2) Build value through mutual respect.
3) Communicate. Great boards of directors listen and hear.
4) Measure your success. Great boards are self-reflective and self-evaluating.
5) Compensate yourselves in equity.
6) Share your metrics.
7) Hold yourselves accountable.
8) Establish an “owner’s relations committee.”
Great to see a representative of Vanguard speaking out about the importance of corporate governance. I’m delighted to learn that largely passive investor Vanguard “hardly takes a passive approach to corporate governance.” Much good advice and I’d love to see Vanguard take it as well.

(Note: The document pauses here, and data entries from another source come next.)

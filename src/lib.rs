pub mod agent_core;
pub mod config;
pub mod inference;
pub mod storage;
pub mod tools;

use std::path::{Path, PathBuf};

pub use agent_core::{Agent, AgentError, ErrorKind, QueryResult};
pub use config::AgentConfig;
pub use storage::{KvStore, MemoryStore};

/// Return the platform-standard data directory for the agent.
///
/// - macOS: `~/Library/Application Support/kvquery-agent/`
/// - Windows: `{FOLDERID_RoamingAppData}\kvquery-agent\`
/// - Linux: `$XDG_DATA_HOME/kvquery-agent/` (fallback `~/.local/share/...`)
///
/// Falls back to `~/.kvquery-agent/` only if none of the above can be resolved.
pub fn data_dir() -> PathBuf {
    if let Some(dir) = dirs::data_dir() {
        return dir.join("kvquery-agent");
    }
    dirs::home_dir()
        .unwrap_or_else(|| PathBuf::from("."))
        .join(".kvquery-agent")
}

/// Install the global tracing subscriber, writing to `log_dir/agent.log`.
///
/// Previous logs are rotated (`agent.log` → `.1` → `.2` → `.3`). When the
/// log file cannot be opened, output goes to stderr instead. Calling this
/// more than once is harmless; only the first subscriber is kept.
pub fn init_tracing(log_dir: &Path) {
    use tracing_subscriber::fmt;
    use tracing_subscriber::EnvFilter;

    let _ = std::fs::create_dir_all(log_dir);
    let log_path = log_dir.join("agent.log");
    rotate_log_file(&log_path, 3);

    let filter = EnvFilter::try_from_default_env()
        .unwrap_or_else(|_| EnvFilter::new("kvquery_agent=info,warn"));

    let builder = fmt::fmt()
        .with_env_filter(filter)
        .with_ansi(false)
        .with_target(true)
        .with_thread_ids(false);

    let installed = match std::fs::OpenOptions::new()
        .create(true)
        .append(true)
        .open(&log_path)
    {
        Ok(file) => builder
            .with_writer(FlushingWriter::new(file))
            .try_init()
            .is_ok(),
        Err(e) => {
            eprintln!("cannot open {}: {e}; logging to stderr", log_path.display());
            builder.with_writer(std::io::stderr).try_init().is_ok()
        }
    };

    if installed {
        tracing::info!(
            version = env!("CARGO_PKG_VERSION"),
            log_file = %log_path.display(),
            pid = std::process::id(),
            "=== kvquery-agent starting ==="
        );
    }
}

/// Shift `agent.log` to `agent.log.1`, `.1` to `.2`, and so on, keeping at
/// most `keep` old files. Gaps in the chain are fine.
fn rotate_log_file(base_path: &Path, keep: u32) {
    let numbered = |n: u32| PathBuf::from(format!("{}.{n}", base_path.display()));

    let _ = std::fs::remove_file(numbered(keep));
    for n in (1..keep).rev() {
        let _ = std::fs::rename(numbered(n), numbered(n + 1));
    }
    if base_path.exists() {
        let _ = std::fs::rename(base_path, numbered(1));
    }
}

/// A writer that flushes after every write so log lines survive a crash.
#[derive(Clone)]
struct FlushingWriter {
    file: std::sync::Arc<parking_lot::Mutex<std::fs::File>>,
}

impl FlushingWriter {
    fn new(file: std::fs::File) -> Self {
        Self {
            file: std::sync::Arc::new(parking_lot::Mutex::new(file)),
        }
    }
}

impl std::io::Write for FlushingWriter {
    fn write(&mut self, buf: &[u8]) -> std::io::Result<usize> {
        let mut f = self.file.lock();
        let n = std::io::Write::write(&mut *f, buf)?;
        std::io::Write::flush(&mut *f)?;
        Ok(n)
    }

    fn flush(&mut self) -> std::io::Result<()> {
        std::io::Write::flush(&mut *self.file.lock())
    }
}

impl<'a> tracing_subscriber::fmt::MakeWriter<'a> for FlushingWriter {
    type Writer = FlushingWriter;

    fn make_writer(&'a self) -> Self::Writer {
        self.clone()
    }
}

#[cfg(test)]
mod tests {
    use super::*;

    #[test]
    fn test_rotate_log_file_shifts_and_drops_oldest() {
        let dir = tempfile::tempdir().unwrap();
        let base = dir.path().join("agent.log");
        std::fs::write(&base, "current").unwrap();
        std::fs::write(dir.path().join("agent.log.1"), "one").unwrap();
        std::fs::write(dir.path().join("agent.log.3"), "three").unwrap();

        rotate_log_file(&base, 3);

        assert!(!base.exists());
        let read = |name: &str| std::fs::read_to_string(dir.path().join(name)).unwrap();
        assert_eq!(read("agent.log.1"), "current");
        assert_eq!(read("agent.log.2"), "one");
        assert!(!dir.path().join("agent.log.3").exists());
    }

    #[test]
    fn test_init_tracing_creates_log_file() {
        let dir = tempfile::tempdir().unwrap();
        let log_dir = dir.path().join("logs");
        init_tracing(&log_dir);
        init_tracing(&log_dir);
        assert!(log_dir.exists());
    }

    #[test]
    fn test_data_dir_is_named_for_crate() {
        let dir = data_dir();
        let name = dir.file_name().unwrap().to_string_lossy();
        assert!(name.contains("kvquery-agent"));
    }
}
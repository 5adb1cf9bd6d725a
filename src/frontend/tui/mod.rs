use super::{RenderFrame, Terminal};
use crate::editor::EditorSession;
use crate::error::{InputError, MiniviError, Result, UiError};
use crate::file::FileStorage;
use crate::input::KeyEvent;
use crate::options::RunOptions;
use crate::ui::Renderer;
use crossterm::event::{self, Event};
use crossterm::execute;
use crossterm::terminal::{disable_raw_mode, enable_raw_mode, EnterAlternateScreen, LeaveAlternateScreen};
use ratatui::backend::{Backend, CrosstermBackend};
use std::io::{stdout, Stdout};

/// crossterm + ratatui による端末
pub struct TuiTerminal<B: Backend> {
    terminal: ratatui::Terminal<B>,
    renderer: Renderer,
}

impl<B: Backend> TuiTerminal<B> {
    pub fn new(backend: B) -> Result<Self> {
        let terminal =
            ratatui::Terminal::new(backend).map_err(|err| terminal_error("terminal init", err))?;
        Ok(Self {
            terminal,
            renderer: Renderer::new(),
        })
    }
}

impl<B: Backend> Terminal for TuiTerminal<B> {
    fn read_input_event(&mut self) -> Result<Option<KeyEvent>> {
        match event::read().map_err(input_error)? {
            Event::Key(key_event) => Ok(KeyEvent::from_crossterm(key_event)),
            // リサイズ等は再描画のみ
            _ => Ok(None),
        }
    }

    fn render(&mut self, frame: &RenderFrame<'_>) -> Result<()> {
        self.renderer
            .render(&mut self.terminal, frame)
            .map_err(|err| terminal_error("render", err))
    }
}

/// 端末上でセッションを動かすアプリケーション
pub struct TuiApplication {
    session: EditorSession<FileStorage>,
}

impl TuiApplication {
    pub fn new(options: &RunOptions) -> Result<Self> {
        let mut session = EditorSession::new(FileStorage::new());
        if let Some(name) = &options.initial_file {
            session.open(name.as_str());
        }
        Ok(Self { session })
    }

    pub fn run(&mut self) -> Result<()> {
        enter_terminal()?;

        let loop_result = self.event_loop();
        let cleanup_result = leave_terminal();

        loop_result.and(cleanup_result)
    }

    fn event_loop(&mut self) -> Result<()> {
        let backend: CrosstermBackend<Stdout> = CrosstermBackend::new(stdout());
        let mut terminal = TuiTerminal::new(backend)?;
        self.session.run(&mut terminal)
    }
}

fn enter_terminal() -> Result<()> {
    enter_terminal_with(
        enable_raw_mode,
        || {
            let mut out = stdout();
            execute!(out, EnterAlternateScreen)
        },
        disable_raw_mode,
    )
}

/// raw モード → 代替画面の順に切り替える。後段が失敗したら raw モードを戻す。
fn enter_terminal_with(
    enable_raw: impl FnOnce() -> std::io::Result<()>,
    enter_screen: impl FnOnce() -> std::io::Result<()>,
    disable_raw: impl FnOnce() -> std::io::Result<()>,
) -> Result<()> {
    enable_raw().map_err(|_| MiniviError::Ui(UiError::TerminalInit))?;
    if let Err(err) = enter_screen() {
        let _ = disable_raw();
        return Err(terminal_error("enter alternate screen", err));
    }
    Ok(())
}

fn leave_terminal() -> Result<()> {
    let mut out = stdout();
    execute!(out, LeaveAlternateScreen).map_err(|err| terminal_error("leave alternate screen", err))?;
    disable_raw_mode().map_err(|err| terminal_error("disable raw mode", err))?;
    Ok(())
}

/// パニック時などに端末を通常状態へ戻す（失敗は無視）
pub fn restore_terminal() {
    let _ = leave_terminal();
}

fn terminal_error(context: &str, err: impl std::fmt::Display) -> MiniviError {
    MiniviError::Ui(UiError::RenderingFailed {
        component: format!("{}: {}", context, err),
    })
}

fn input_error(err: std::io::Error) -> MiniviError {
    MiniviError::Input(InputError::ReadFailed {
        message: err.to_string(),
    })
}

#[cfg(test)]
mod tests {
    use super::*;
    use std::cell::RefCell;
    use std::io;

    #[test]
    fn failed_screen_switch_restores_raw_mode() {
        let calls = RefCell::new(Vec::new());
        let result = enter_terminal_with(
            || {
                calls.borrow_mut().push("enable");
                Ok(())
            },
            || Err(io::Error::new(io::ErrorKind::Other, "no tty")),
            || {
                calls.borrow_mut().push("disable");
                Ok(())
            },
        );

        assert!(matches!(result, Err(MiniviError::Ui(UiError::RenderingFailed { .. }))));
        assert_eq!(*calls.borrow(), vec!["enable", "disable"]);
    }

    #[test]
    fn successful_entry_keeps_raw_mode() {
        let calls = RefCell::new(Vec::new());
        let result = enter_terminal_with(
            || {
                calls.borrow_mut().push("enable");
                Ok(())
            },
            || Ok(()),
            || {
                calls.borrow_mut().push("disable");
                Ok(())
            },
        );

        assert!(result.is_ok());
        assert_eq!(*calls.borrow(), vec!["enable"]);
    }

    #[test]
    fn raw_mode_failure_is_terminal_init_error() {
        let result = enter_terminal_with(
            || Err(io::Error::new(io::ErrorKind::Other, "denied")),
            || Ok(()),
            || Ok(()),
        );
        assert_eq!(result, Err(MiniviError::Ui(UiError::TerminalInit)));
    }
}
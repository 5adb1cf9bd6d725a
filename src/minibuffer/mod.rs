//! コマンドライン（`:` で始まる入力）
//!
//! コマンドラインモード中に組み立てる文字列と、確定後のコマンド解釈を提供

pub mod commands;

pub use commands::{parse_command, Command, CommandInterpreter, CommandOutcome};

/// コマンドラインモードで入力中の文字列
///
/// 常に `:` で始まり、Backspace で `:` 自体は消えない。
#[derive(Debug, Clone, PartialEq, Eq)]
pub struct CommandLineState {
    content: String,
}

impl CommandLineState {
    /// 先頭の `:` だけを持つ状態を作成
    pub fn new() -> Self {
        Self {
            content: ":".to_string(),
        }
    }

    /// 末尾に文字を追加
    pub fn push(&mut self, ch: char) {
        self.content.push(ch);
    }

    /// 末尾の文字を削除（`:` だけなら何もしない）
    pub fn pop(&mut self) -> bool {
        if self.is_at_floor() {
            return false;
        }
        self.content.pop().is_some()
    }

    /// `:` だけが残っているか
    pub fn is_at_floor(&self) -> bool {
        self.content == ":"
    }

    pub fn as_str(&self) -> &str {
        &self.content
    }

    pub fn into_string(self) -> String {
        self.content
    }
}

impl Default for CommandLineState {
    fn default() -> Self {
        Self::new()
    }
}
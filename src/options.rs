//! 起動オプション
//!
//! コマンドライン引数と環境変数から `RunOptions` を組み立てる。

use std::path::{Path, PathBuf};

/// 環境変数: 設定されていればデバッグログを既定の場所に出力
pub const DEBUG_ENV: &str = "MINIVI_DEBUG";

/// 起動オプション
#[derive(Debug, Clone, PartialEq, Eq)]
pub struct RunOptions {
    /// 起動時に開くリソース名
    pub initial_file: Option<String>,
    /// デバッグログ出力先（未指定ならログ無効）
    pub debug_log_path: Option<PathBuf>,
    pub log_level: log::LevelFilter,
}

impl Default for RunOptions {
    fn default() -> Self {
        Self {
            initial_file: None,
            debug_log_path: None,
            log_level: log::LevelFilter::Debug,
        }
    }
}

impl RunOptions {
    /// プロセス引数と環境変数から構築
    pub fn from_env() -> Self {
        let args: Vec<String> = std::env::args().skip(1).collect();
        let mut options = Self::parse(&args);
        if options.debug_log_path.is_none() && std::env::var_os(DEBUG_ENV).is_some() {
            options.debug_log_path = default_log_path();
        }
        options
    }

    /// 引数を解析（未知のフラグは無視）
    pub fn parse(args: &[String]) -> Self {
        let mut options = Self::default();

        let mut iter = args.iter().peekable();
        while let Some(arg) = iter.next() {
            match arg.as_str() {
                "--debug-log" => {
                    let path = iter
                        .next_if(|next| !next.starts_with('-'))
                        .map(PathBuf::from);
                    options.debug_log_path = path.or_else(default_log_path);
                }
                "--log-level" => {
                    if let Some(level) = iter.next().and_then(|value| value.parse().ok()) {
                        options.log_level = level;
                    }
                }
                flag if flag.starts_with('-') => {}
                name => {
                    if options.initial_file.is_none() {
                        options.initial_file = Some(name.to_string());
                    }
                }
            }
        }

        options
    }
}

fn default_log_path() -> Option<PathBuf> {
    dirs::home_dir().map(|home| home.join(".minivi-log").join("debug.log"))
}

/// ヘルパー：親ディレクトリを作成
pub(crate) fn ensure_parent_dir(path: &Path) -> std::io::Result<()> {
    if let Some(parent) = path.parent() {
        std::fs::create_dir_all(parent)?;
    }
    Ok(())
}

However, when I look at their voting track record on ProxyDemocracy.org I see, for example, the Vanguard 500 fund only voted against management twice on Board Independence and Performance proposals out of 235 times. If they really take corporate governance and voting seriously, why not announce those votes in advance on sites like ProxyDemocracy.org and MoxyVote.com. If their votes really are thoughtful, retail investors will follow their lead. It looks to me like they need to put a little more thought into proxy voting. (Hat tip to Martin Robins for bringing the article to my attention.)